■ PROBLEM REQUIREMENTS:
Whenever "validated" appears in a line, please copy that line from the data.

■ SOURCE MATERIAL:
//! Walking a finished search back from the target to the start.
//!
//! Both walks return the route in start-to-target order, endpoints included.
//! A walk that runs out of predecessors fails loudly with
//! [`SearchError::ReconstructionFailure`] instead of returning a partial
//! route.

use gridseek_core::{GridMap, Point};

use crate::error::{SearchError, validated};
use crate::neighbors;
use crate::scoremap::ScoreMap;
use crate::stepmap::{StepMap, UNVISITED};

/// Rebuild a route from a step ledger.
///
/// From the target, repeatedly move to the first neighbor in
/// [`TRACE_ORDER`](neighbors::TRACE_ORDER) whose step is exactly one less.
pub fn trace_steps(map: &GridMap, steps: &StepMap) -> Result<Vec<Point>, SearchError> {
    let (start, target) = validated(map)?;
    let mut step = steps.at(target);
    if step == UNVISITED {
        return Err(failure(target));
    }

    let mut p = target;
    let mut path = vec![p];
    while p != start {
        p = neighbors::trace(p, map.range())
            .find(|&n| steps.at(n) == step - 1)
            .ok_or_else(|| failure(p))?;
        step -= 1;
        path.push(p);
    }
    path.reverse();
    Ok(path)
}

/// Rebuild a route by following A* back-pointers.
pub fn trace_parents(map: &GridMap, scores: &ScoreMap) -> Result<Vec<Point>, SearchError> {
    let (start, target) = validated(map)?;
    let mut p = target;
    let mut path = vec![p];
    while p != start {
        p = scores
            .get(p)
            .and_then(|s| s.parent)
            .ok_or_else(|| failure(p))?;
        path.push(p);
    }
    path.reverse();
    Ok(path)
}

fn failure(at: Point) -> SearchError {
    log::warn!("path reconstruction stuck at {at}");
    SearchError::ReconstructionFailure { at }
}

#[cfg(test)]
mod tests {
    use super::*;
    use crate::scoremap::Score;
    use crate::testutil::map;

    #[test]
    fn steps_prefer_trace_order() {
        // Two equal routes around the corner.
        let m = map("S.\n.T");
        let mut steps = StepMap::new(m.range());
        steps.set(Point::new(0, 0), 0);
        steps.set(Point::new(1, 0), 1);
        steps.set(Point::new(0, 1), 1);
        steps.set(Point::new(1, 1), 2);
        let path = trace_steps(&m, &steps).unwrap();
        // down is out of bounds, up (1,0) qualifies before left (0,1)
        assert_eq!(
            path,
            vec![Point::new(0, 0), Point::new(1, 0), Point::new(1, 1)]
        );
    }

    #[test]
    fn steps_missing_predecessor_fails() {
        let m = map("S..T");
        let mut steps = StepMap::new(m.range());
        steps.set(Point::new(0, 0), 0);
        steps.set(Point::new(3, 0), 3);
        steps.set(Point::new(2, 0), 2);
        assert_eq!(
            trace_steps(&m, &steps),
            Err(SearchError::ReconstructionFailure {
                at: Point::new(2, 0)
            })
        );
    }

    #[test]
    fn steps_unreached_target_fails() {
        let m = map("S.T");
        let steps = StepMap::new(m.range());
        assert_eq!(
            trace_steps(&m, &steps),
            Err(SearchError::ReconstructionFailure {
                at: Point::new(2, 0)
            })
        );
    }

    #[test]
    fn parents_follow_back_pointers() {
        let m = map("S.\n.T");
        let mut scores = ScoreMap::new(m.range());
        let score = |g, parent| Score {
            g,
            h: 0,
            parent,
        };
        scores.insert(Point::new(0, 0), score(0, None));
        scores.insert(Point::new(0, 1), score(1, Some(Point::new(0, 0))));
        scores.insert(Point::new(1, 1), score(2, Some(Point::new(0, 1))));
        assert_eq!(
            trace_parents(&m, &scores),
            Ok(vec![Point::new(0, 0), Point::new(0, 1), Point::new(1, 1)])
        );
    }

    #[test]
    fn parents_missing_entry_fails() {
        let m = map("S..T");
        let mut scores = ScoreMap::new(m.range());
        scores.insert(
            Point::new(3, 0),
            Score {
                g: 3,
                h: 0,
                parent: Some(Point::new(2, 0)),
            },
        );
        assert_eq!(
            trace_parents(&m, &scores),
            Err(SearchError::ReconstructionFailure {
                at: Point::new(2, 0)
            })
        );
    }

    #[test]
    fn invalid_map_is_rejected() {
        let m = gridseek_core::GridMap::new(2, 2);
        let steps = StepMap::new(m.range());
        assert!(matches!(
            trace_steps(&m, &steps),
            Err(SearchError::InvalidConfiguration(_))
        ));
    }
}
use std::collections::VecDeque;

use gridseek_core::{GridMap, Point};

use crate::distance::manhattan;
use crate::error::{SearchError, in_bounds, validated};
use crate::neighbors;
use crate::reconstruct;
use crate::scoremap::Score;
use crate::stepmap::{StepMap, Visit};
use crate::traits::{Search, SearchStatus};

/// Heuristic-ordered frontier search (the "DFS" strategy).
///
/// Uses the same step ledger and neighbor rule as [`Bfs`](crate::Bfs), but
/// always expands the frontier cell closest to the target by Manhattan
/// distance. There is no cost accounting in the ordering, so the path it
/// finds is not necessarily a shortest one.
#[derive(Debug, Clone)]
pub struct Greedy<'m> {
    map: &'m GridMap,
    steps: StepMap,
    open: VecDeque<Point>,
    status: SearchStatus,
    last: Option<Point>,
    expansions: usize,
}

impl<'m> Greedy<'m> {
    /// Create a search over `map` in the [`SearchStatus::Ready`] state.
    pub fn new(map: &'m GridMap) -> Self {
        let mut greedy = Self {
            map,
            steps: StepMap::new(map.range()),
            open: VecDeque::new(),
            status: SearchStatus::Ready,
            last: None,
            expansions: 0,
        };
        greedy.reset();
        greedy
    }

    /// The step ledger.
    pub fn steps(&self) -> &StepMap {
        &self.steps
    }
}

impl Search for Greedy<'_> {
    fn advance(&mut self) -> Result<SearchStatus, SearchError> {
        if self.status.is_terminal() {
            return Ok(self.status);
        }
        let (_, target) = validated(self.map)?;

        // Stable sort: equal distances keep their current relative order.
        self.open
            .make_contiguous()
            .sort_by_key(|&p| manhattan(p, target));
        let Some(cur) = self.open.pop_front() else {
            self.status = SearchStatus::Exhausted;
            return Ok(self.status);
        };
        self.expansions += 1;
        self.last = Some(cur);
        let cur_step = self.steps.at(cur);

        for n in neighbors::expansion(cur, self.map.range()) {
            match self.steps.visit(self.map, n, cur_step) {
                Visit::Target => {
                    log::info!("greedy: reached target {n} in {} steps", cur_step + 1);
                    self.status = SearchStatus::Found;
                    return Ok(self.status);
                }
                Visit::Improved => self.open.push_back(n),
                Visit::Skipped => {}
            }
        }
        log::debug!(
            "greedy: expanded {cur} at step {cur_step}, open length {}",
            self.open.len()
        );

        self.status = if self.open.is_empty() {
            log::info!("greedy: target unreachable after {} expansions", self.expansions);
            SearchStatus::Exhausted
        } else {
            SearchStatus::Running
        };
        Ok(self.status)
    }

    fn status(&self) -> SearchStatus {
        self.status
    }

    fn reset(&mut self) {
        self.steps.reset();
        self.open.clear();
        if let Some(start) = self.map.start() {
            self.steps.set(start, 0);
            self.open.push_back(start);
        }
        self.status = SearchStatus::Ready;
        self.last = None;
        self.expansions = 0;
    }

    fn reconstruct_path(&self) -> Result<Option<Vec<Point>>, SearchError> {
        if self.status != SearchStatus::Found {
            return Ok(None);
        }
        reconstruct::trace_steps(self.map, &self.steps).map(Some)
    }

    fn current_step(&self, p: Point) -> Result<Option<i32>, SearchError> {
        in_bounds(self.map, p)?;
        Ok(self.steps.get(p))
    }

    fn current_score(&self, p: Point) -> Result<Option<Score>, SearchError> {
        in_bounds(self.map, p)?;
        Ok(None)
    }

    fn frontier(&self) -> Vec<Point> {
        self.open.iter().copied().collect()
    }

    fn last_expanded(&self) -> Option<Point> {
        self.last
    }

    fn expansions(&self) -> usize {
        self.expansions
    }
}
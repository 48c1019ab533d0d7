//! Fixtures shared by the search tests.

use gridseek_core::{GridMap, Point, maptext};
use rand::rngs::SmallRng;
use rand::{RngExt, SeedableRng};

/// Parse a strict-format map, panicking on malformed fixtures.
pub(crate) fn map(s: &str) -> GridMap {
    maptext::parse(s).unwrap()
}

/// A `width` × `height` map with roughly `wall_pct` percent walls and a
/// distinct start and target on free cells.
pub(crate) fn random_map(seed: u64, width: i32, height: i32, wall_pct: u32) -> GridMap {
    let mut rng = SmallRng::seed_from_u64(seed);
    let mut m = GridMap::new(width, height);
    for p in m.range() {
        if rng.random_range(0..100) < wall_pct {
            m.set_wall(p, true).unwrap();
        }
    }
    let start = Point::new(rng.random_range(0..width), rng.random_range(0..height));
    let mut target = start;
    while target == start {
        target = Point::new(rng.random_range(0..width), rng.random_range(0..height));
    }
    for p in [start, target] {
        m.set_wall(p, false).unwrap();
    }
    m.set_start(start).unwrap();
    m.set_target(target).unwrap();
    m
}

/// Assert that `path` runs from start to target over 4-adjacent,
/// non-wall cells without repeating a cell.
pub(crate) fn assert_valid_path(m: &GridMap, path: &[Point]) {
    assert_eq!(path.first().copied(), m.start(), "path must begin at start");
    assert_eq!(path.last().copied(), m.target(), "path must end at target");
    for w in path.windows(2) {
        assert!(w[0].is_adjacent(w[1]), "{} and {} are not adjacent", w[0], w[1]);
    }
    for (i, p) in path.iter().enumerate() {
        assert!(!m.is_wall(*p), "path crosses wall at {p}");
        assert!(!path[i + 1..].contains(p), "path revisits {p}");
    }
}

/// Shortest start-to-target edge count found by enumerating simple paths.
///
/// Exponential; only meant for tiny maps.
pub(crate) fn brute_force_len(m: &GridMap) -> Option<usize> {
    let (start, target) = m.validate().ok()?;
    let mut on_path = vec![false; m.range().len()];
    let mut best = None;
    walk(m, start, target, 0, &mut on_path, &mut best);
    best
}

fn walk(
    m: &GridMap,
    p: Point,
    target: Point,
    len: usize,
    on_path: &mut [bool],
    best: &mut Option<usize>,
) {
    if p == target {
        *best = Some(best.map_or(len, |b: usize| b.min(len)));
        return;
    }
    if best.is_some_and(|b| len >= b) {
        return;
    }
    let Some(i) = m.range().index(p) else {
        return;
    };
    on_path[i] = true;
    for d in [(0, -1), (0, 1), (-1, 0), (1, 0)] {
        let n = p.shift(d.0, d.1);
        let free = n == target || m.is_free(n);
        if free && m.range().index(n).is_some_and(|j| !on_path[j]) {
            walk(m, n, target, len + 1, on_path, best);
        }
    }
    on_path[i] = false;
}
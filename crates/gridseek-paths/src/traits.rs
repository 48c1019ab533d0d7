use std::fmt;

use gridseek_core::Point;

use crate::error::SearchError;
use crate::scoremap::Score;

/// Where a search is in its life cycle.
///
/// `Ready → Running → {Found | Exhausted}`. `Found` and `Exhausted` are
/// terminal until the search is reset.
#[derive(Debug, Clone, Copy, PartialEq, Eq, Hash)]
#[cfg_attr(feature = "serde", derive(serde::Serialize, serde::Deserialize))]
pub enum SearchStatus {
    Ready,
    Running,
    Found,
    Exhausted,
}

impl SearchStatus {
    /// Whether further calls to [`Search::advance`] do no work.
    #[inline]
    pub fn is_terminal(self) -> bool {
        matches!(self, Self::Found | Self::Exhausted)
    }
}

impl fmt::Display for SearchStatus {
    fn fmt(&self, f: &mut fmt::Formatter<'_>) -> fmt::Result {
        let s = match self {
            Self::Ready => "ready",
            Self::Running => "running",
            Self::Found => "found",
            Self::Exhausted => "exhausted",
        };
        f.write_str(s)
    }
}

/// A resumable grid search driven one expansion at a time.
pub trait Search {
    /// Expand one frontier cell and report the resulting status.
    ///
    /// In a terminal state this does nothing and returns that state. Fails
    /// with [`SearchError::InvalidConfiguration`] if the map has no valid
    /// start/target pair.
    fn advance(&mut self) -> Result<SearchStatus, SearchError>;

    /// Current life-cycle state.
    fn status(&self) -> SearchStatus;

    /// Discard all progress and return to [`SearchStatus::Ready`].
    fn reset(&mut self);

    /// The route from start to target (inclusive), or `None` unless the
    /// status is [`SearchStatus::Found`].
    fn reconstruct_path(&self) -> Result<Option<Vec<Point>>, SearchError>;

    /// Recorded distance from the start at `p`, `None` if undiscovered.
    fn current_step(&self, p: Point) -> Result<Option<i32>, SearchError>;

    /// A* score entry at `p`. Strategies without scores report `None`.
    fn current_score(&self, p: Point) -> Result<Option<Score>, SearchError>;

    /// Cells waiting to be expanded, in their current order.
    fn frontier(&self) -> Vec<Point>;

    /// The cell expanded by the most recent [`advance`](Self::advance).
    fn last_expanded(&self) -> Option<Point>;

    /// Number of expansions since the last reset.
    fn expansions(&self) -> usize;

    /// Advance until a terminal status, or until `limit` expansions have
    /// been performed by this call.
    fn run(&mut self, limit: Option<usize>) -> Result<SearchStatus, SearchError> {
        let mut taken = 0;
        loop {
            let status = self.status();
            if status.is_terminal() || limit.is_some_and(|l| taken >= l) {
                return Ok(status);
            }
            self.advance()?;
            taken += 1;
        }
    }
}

■ EXERCISE RESULT:
use crate::error::{SearchError, validated};
    let (start, target) = validated(map)?;
    let (start, target) = validated(map)?;
use crate::error::{SearchError, in_bounds, validated};
        let (_, target) = validated(self.map)?;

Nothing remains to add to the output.